- TASK INPUTS:
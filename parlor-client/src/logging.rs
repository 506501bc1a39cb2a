//! Tracing subscriber setup
//!
//! The library only emits `tracing` events; hosts that don't install their own
//! subscriber can call [`init`] once at startup.

use serde::{Deserialize, Serialize};
use tracing_subscriber::EnvFilter;

/// Filter used when the configured one doesn't parse
const FALLBACK_FILTER: &str = "info";

/// Log output settings
#[derive(Debug, Clone, PartialEq, Eq, Serialize, Deserialize)]
pub struct LoggingSettings {
    /// `EnvFilter` directive, e.g. `info` or `parlor_client::voice=debug`
    #[serde(default = "default_level")]
    pub level: String,

    /// Emit one JSON object per line instead of human readable text
    #[serde(default)]
    pub json: bool,
}

fn default_level() -> String {
    FALLBACK_FILTER.to_string()
}

impl Default for LoggingSettings {
    fn default() -> Self {
        Self {
            level: default_level(),
            json: false,
        }
    }
}

/// Install a global fmt subscriber
///
/// Returns `false` if a global subscriber was already installed, in which case
/// the existing one is left untouched.
pub fn init(settings: &LoggingSettings) -> bool {
    let filter =
        EnvFilter::try_new(&settings.level).unwrap_or_else(|_| EnvFilter::new(FALLBACK_FILTER));

    if settings.json {
        tracing_subscriber::fmt()
            .with_env_filter(filter)
            .json()
            .try_init()
            .is_ok()
    } else {
        tracing_subscriber::fmt()
            .with_env_filter(filter)
            .try_init()
            .is_ok()
    }
}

- PROBLEM REQUIREMENTS: The string "LoggingSettings" may occur in the listing; show every line where it does.

- REPLY TO THE TASK:
pub struct LoggingSettings {
impl Default for LoggingSettings {
pub fn init(settings: &LoggingSettings) -> bool {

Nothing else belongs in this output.